Future research on Neosartorya fumigata 3-ketoacyl-CoA reductase offers several promising directions for antifungal development:
Structure-Based Drug Design:
Determine the crystal structure of Neosartorya fumigata 3-ketoacyl-CoA reductase
Identify unique structural features that differentiate it from human homologs
Design selective inhibitors targeting fungal-specific binding pockets
Develop transition-state analogs as potent inhibitors
Combination Therapy Approaches:
Investigate synergistic effects between 3-ketoacyl-CoA reductase inhibitors and existing antifungals
Target multiple steps in the fatty acid biosynthesis pathway simultaneously
Exploit metabolic vulnerabilities created by enzyme inhibition
Alternative Inhibition Strategies:
Develop allosteric inhibitors that affect enzyme dynamics rather than active site binding
Explore covalent inhibitors that form irreversible bonds with key residues
Investigate RNA-based approaches to downregulate enzyme expression
Biomarker Development:
Identify unique metabolic signatures associated with 3-ketoacyl-CoA reductase activity
Develop diagnostic tools based on these signatures
Enable personalized treatment approaches based on fungal metabolic profiling
Resistance Mechanism Characterization:
Study potential resistance mechanisms that could emerge against 3-ketoacyl-CoA reductase inhibitors
Design pre-emptive strategies to overcome predicted resistance mechanisms
Implement evolutionary studies to predict resistance development pathways
These research directions have the potential to yield novel antifungal approaches that could address the growing problem of resistance to current antifungal agents.

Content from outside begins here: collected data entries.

use std::path::{Path, PathBuf};

use async_trait::async_trait;
use chrono::Utc;
use tokio::{fs, sync::Mutex};
use tracing::{debug, info};

use super::{PostStore, StoreError, edited_at, newest_first, validate_edit, validate_new};
use crate::models::{NewPost, Post, PostId};

/// Posts kept as one JSON array on disk, rewritten wholesale after every
/// mutation. Ids are millisecond timestamps, bumped so they only ever grow.
#[derive(Debug)]
pub struct FileStore {
    path: PathBuf,
    posts: Mutex<Vec<Post>>,
}

impl FileStore {
    /// Loads the snapshot at `path`. A missing file is an empty store.
    pub async fn open(path: impl Into<PathBuf>) -> Result<Self, StoreError> {
        let path = path.into();
        let posts: Vec<Post> = match fs::read(&path).await {
            Ok(bytes) if bytes.iter().all(u8::is_ascii_whitespace) => Vec::new(),
            Ok(bytes) => serde_json::from_slice(&bytes)?,
            Err(err) if err.kind() == std::io::ErrorKind::NotFound => Vec::new(),
            Err(err) => return Err(err.into()),
        };

        info!("Loaded {} posts from {}", posts.len(), path.display());

        Ok(Self {
            path,
            posts: Mutex::new(posts),
        })
    }

    pub fn path(&self) -> &Path {
        &self.path
    }

    async fn persist(&self, posts: &[Post]) -> Result<(), StoreError> {
        if let Some(parent) = self.path.parent() {
            fs::create_dir_all(parent).await?;
        }

        let json = serde_json::to_vec_pretty(posts)?;
        let tmp = self.path.with_extension("json.tmp");
        fs::write(&tmp, json).await?;
        fs::rename(&tmp, &self.path).await?;

        debug!("Wrote {} posts to {}", posts.len(), self.path.display());
        Ok(())
    }
}

fn next_id(posts: &[Post]) -> PostId {
    let now = Utc::now().timestamp_millis();
    let last = posts.iter().map(|p| p.id).max().unwrap_or(0);
    now.max(last + 1)
}

#[async_trait]
impl PostStore for FileStore {
    async fn list(&self) -> Result<Vec<Post>, StoreError> {
        let mut posts = self.posts.lock().await.clone();
        posts.sort_by(newest_first);
        Ok(posts)
    }

    async fn create(&self, post: NewPost) -> Result<Post, StoreError> {
        let post = validate_new(post)?;
        let mut posts = self.posts.lock().await;

        let post = Post {
            id: next_id(&posts),
            content: post.content,
            created_at: Utc::now(),
            images: post.images,
        };

        posts.push(post.clone());
        if let Err(err) = self.persist(&posts).await {
            posts.pop();
            return Err(err);
        }
        Ok(post)
    }

    async fn update(&self, id: PostId, content: &str) -> Result<Post, StoreError> {
        let content = validate_edit(content)?;
        let mut posts = self.posts.lock().await;

        let index = posts
            .iter()
            .position(|p| p.id == id)
            .ok_or(StoreError::NotFound(id))?;

        let previous = posts[index].clone();
        let post = &mut posts[index];
        post.content = content;
        post.created_at = edited_at(previous.created_at);
        let updated = post.clone();

        if let Err(err) = self.persist(&posts).await {
            posts[index] = previous;
            return Err(err);
        }
        Ok(updated)
    }

    async fn delete(&self, id: PostId) -> Result<Post, StoreError> {
        let mut posts = self.posts.lock().await;

        let index = posts
            .iter()
            .position(|p| p.id == id)
            .ok_or(StoreError::NotFound(id))?;

        let removed = posts.remove(index);
        if let Err(err) = self.persist(&posts).await {
            posts.insert(index, removed);
            return Err(err);
        }
        Ok(removed)
    }
}
use std::sync::atomic::{AtomicI64, Ordering};

use async_trait::async_trait;
use chrono::Utc;
use dashmap::DashMap;

use super::{PostStore, StoreError, edited_at, newest_first, validate_edit, validate_new};
use crate::models::{NewPost, Post, PostId};

/// `DashMap` = Thread-safe HashMap
/// - Handlers read and write it concurrently without an outer lock
/// - Everything is gone when the process exits
#[derive(Debug)]
pub struct MemoryStore {
    posts: DashMap<PostId, Post>,
    next_id: AtomicI64,
}

impl MemoryStore {
    pub fn new() -> Self {
        Self {
            posts: DashMap::new(),
            next_id: AtomicI64::new(1),
        }
    }
}

impl Default for MemoryStore {
    fn default() -> Self {
        Self::new()
    }
}

#[async_trait]
impl PostStore for MemoryStore {
    async fn list(&self) -> Result<Vec<Post>, StoreError> {
        let mut posts: Vec<Post> = self
            .posts
            .iter()
            .map(|entry| entry.value().clone())
            .collect();

        posts.sort_by(newest_first);
        Ok(posts)
    }

    async fn create(&self, post: NewPost) -> Result<Post, StoreError> {
        let post = validate_new(post)?;
        let post = Post {
            id: self.next_id.fetch_add(1, Ordering::Relaxed),
            content: post.content,
            created_at: Utc::now(),
            images: post.images,
        };

        self.posts.insert(post.id, post.clone());
        Ok(post)
    }

    async fn update(&self, id: PostId, content: &str) -> Result<Post, StoreError> {
        let content = validate_edit(content)?;
        let mut post = self.posts.get_mut(&id).ok_or(StoreError::NotFound(id))?;

        post.content = content;
        post.created_at = edited_at(post.created_at);
        Ok(post.clone())
    }

    async fn delete(&self, id: PostId) -> Result<Post, StoreError> {
        self.posts
            .remove(&id)
            .map(|(_, post)| post)
            .ok_or(StoreError::NotFound(id))
    }
}
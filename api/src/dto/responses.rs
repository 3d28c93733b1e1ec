use chrono::{DateTime, Utc};
use serde::{Deserialize, Serialize};

use crate::models::{Post, PostId};

/// What the browser sees of a post: image URLs only, never disk paths.
#[derive(Debug, Clone, PartialEq, Serialize, Deserialize)]
pub struct PostResponse {
    pub id: PostId,
    pub content: String,
    pub created_at: DateTime<Utc>,
    #[serde(default)]
    pub images: Vec<String>,
}

impl From<Post> for PostResponse {
    fn from(post: Post) -> Self {
        Self {
            id: post.id,
            content: post.content,
            created_at: post.created_at,
            images: post.images.into_iter().map(|image| image.url).collect(),
        }
    }
}

#[derive(Debug, Serialize, Deserialize)]
pub struct DeleteResponse {
    pub success: bool,
    #[serde(default, skip_serializing_if = "Option::is_none")]
    pub error: Option<String>,
}
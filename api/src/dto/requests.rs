use std::borrow::Cow;

use serde::{Deserialize, Serialize};
use validator::{Validate, ValidationError};

use crate::models::MAX_CONTENT_CHARS;

/// Body of `POST /api/posts` (JSON flavour) and `PUT /api/posts/{id}`.
/// Emptiness is judged by the store after trimming.
#[derive(Debug, Default, Validate, Serialize, Deserialize)]
pub struct ContentRequest {
    #[serde(default)]
    #[validate(custom(function = "trimmed_length"))]
    pub content: String,
}

/// Length is counted the way the store keeps the text: trimmed, in characters.
fn trimmed_length(content: &str) -> Result<(), ValidationError> {
    if content.trim().chars().count() > MAX_CONTENT_CHARS {
        return Err(ValidationError::new("length").with_message(Cow::Owned(format!(
            "Content must be at most {MAX_CONTENT_CHARS} characters"
        ))));
    }
    Ok(())
}
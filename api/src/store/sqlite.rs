use std::{collections::HashMap, str::FromStr};

use async_trait::async_trait;
use chrono::{DateTime, SecondsFormat, Utc};
use sqlx::{
    Row,
    sqlite::{SqliteConnectOptions, SqlitePool, SqlitePoolOptions, SqliteRow},
};
use tracing::info;

use super::{PostStore, StoreError, edited_at, newest_first, validate_edit, validate_new};
use crate::models::{Image, NewPost, Post, PostId};

const SCHEMA: &str = "
    CREATE TABLE IF NOT EXISTS posts (
        id INTEGER PRIMARY KEY AUTOINCREMENT,
        content TEXT NOT NULL,
        created_at TEXT NOT NULL
    );
    CREATE TABLE IF NOT EXISTS post_images (
        post_id INTEGER NOT NULL REFERENCES posts(id) ON DELETE CASCADE,
        position INTEGER NOT NULL,
        url TEXT NOT NULL,
        path TEXT NOT NULL,
        PRIMARY KEY (post_id, position)
    );
";

/// Posts in a relational table, images in a child table keyed by position.
#[derive(Debug, Clone)]
pub struct SqliteStore {
    pool: SqlitePool,
}

impl SqliteStore {
    /// Opens (creating if needed) the database at `url` and makes sure the
    /// tables exist.
    pub async fn connect(url: &str) -> Result<Self, StoreError> {
        let options = SqliteConnectOptions::from_str(url)?
            .create_if_missing(true)
            .foreign_keys(true);

        // every connection to `sqlite::memory:` is its own database, so keep
        // exactly one alive for the life of the pool
        let pool_options = if url.contains(":memory:") {
            SqlitePoolOptions::new()
                .max_connections(1)
                .idle_timeout(None)
                .max_lifetime(None)
        } else {
            SqlitePoolOptions::new().max_connections(5)
        };

        let pool = pool_options.connect_with(options).await?;

        sqlx::raw_sql(SCHEMA).execute(&pool).await?;
        info!("Connected to {}", url);

        Ok(Self { pool })
    }

    async fn images_of(&self, id: PostId) -> Result<Vec<Image>, StoreError> {
        let rows = sqlx::query(
            "SELECT url, path FROM post_images WHERE post_id = ? ORDER BY position",
        )
        .bind(id)
        .fetch_all(&self.pool)
        .await?;

        rows.iter().map(image_from_row).collect()
    }

    async fn find(&self, id: PostId) -> Result<Post, StoreError> {
        let row = sqlx::query("SELECT id, content, created_at FROM posts WHERE id = ?")
            .bind(id)
            .fetch_optional(&self.pool)
            .await?
            .ok_or(StoreError::NotFound(id))?;

        let mut post = post_from_row(&row)?;
        post.images = self.images_of(id).await?;
        Ok(post)
    }
}

fn encode_time(ts: &DateTime<Utc>) -> String {
    ts.to_rfc3339_opts(SecondsFormat::Nanos, true)
}

fn decode_time(raw: &str) -> Result<DateTime<Utc>, StoreError> {
    DateTime::parse_from_rfc3339(raw)
        .map(|ts| ts.with_timezone(&Utc))
        .map_err(|e| StoreError::Storage(format!("bad timestamp {raw:?}: {e}")))
}

fn post_from_row(row: &SqliteRow) -> Result<Post, StoreError> {
    let created_at: String = row.try_get("created_at")?;
    Ok(Post {
        id: row.try_get("id")?,
        content: row.try_get("content")?,
        created_at: decode_time(&created_at)?,
        images: Vec::new(),
    })
}

fn image_from_row(row: &SqliteRow) -> Result<Image, StoreError> {
    Ok(Image {
        url: row.try_get("url")?,
        path: row.try_get("path")?,
    })
}

#[async_trait]
impl PostStore for SqliteStore {
    async fn list(&self) -> Result<Vec<Post>, StoreError> {
        let rows = sqlx::query("SELECT id, content, created_at FROM posts")
            .fetch_all(&self.pool)
            .await?;
        let image_rows =
            sqlx::query("SELECT post_id, url, path FROM post_images ORDER BY post_id, position")
                .fetch_all(&self.pool)
                .await?;

        let mut images: HashMap<PostId, Vec<Image>> = HashMap::new();
        for row in &image_rows {
            let post_id: PostId = row.try_get("post_id")?;
            images.entry(post_id).or_default().push(image_from_row(row)?);
        }

        let mut posts = rows
            .iter()
            .map(|row| {
                let mut post = post_from_row(row)?;
                post.images = images.remove(&post.id).unwrap_or_default();
                Ok(post)
            })
            .collect::<Result<Vec<_>, StoreError>>()?;

        posts.sort_by(newest_first);
        Ok(posts)
    }

    async fn create(&self, post: NewPost) -> Result<Post, StoreError> {
        let post = validate_new(post)?;
        let created_at = Utc::now();

        let mut tx = self.pool.begin().await?;
        let id = sqlx::query("INSERT INTO posts (content, created_at) VALUES (?, ?)")
            .bind(post.content.as_str())
            .bind(encode_time(&created_at))
            .execute(&mut *tx)
            .await?
            .last_insert_rowid();

        for (position, image) in post.images.iter().enumerate() {
            sqlx::query(
                "INSERT INTO post_images (post_id, position, url, path) VALUES (?, ?, ?, ?)",
            )
            .bind(id)
            .bind(position as i64)
            .bind(image.url.as_str())
            .bind(image.path.as_str())
            .execute(&mut *tx)
            .await?;
        }
        tx.commit().await?;

        Ok(Post {
            id,
            content: post.content,
            created_at,
            images: post.images,
        })
    }

    async fn update(&self, id: PostId, content: &str) -> Result<Post, StoreError> {
        let content = validate_edit(content)?;
        let current = self.find(id).await?;
        let created_at = edited_at(current.created_at);

        let changed = sqlx::query("UPDATE posts SET content = ?, created_at = ? WHERE id = ?")
            .bind(content.as_str())
            .bind(encode_time(&created_at))
            .bind(id)
            .execute(&self.pool)
            .await?
            .rows_affected();

        if changed == 0 {
            return Err(StoreError::NotFound(id));
        }

        Ok(Post {
            content,
            created_at,
            ..current
        })
    }

    async fn delete(&self, id: PostId) -> Result<Post, StoreError> {
        let removed = self.find(id).await?;

        let mut tx = self.pool.begin().await?;
        sqlx::query("DELETE FROM post_images WHERE post_id = ?")
            .bind(id)
            .execute(&mut *tx)
            .await?;
        let changed = sqlx::query("DELETE FROM posts WHERE id = ?")
            .bind(id)
            .execute(&mut *tx)
            .await?
            .rows_affected();
        tx.commit().await?;

        if changed == 0 {
            return Err(StoreError::NotFound(id));
        }
        Ok(removed)
    }
}
mod post;

pub use post::{Image, MAX_CONTENT_CHARS, MAX_IMAGES, NewPost, Post, PostId};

Systems biology offers powerful approaches to contextualize the role of 3-ketoacyl-CoA reductase within the broader metabolic network of Neosartorya fumigata:
Metabolic Flux Analysis:
Use isotope labeling to track carbon flow through fatty acid biosynthesis
Quantify how 3-ketoacyl-CoA reductase activity influences global metabolic fluxes
Identify potential metabolic chokepoints and compensatory pathways
Multi-omics Integration:
Combine transcriptomics, proteomics, and metabolomics data
Map how genetic or environmental perturbations affect 3-ketoacyl-CoA reductase expression and activity
Identify regulatory networks controlling enzyme expression and activity
Genome-Scale Metabolic Modeling:
Develop computational models of Neosartorya fumigata metabolism
Simulate the effects of 3-ketoacyl-CoA reductase inhibition on fungal growth
Predict metabolic vulnerabilities and potential drug targets
Protein-Protein Interaction Networks:
Identify interaction partners of 3-ketoacyl-CoA reductase
Map the enzyme's position within multi-protein complexes
Understand how physical interactions regulate enzyme function
Environmental Response Mapping:
Characterize how environmental stresses affect 3-ketoacyl-CoA reductase activity
Understand enzyme regulation during host infection
Identify conditions that might enhance or reduce antifungal efficacy
These systems-level approaches would provide a comprehensive understanding of how 3-ketoacyl-CoA reductase functions within the complex metabolic network of Neosartorya fumigata, potentially revealing unexpected therapeutic opportunities.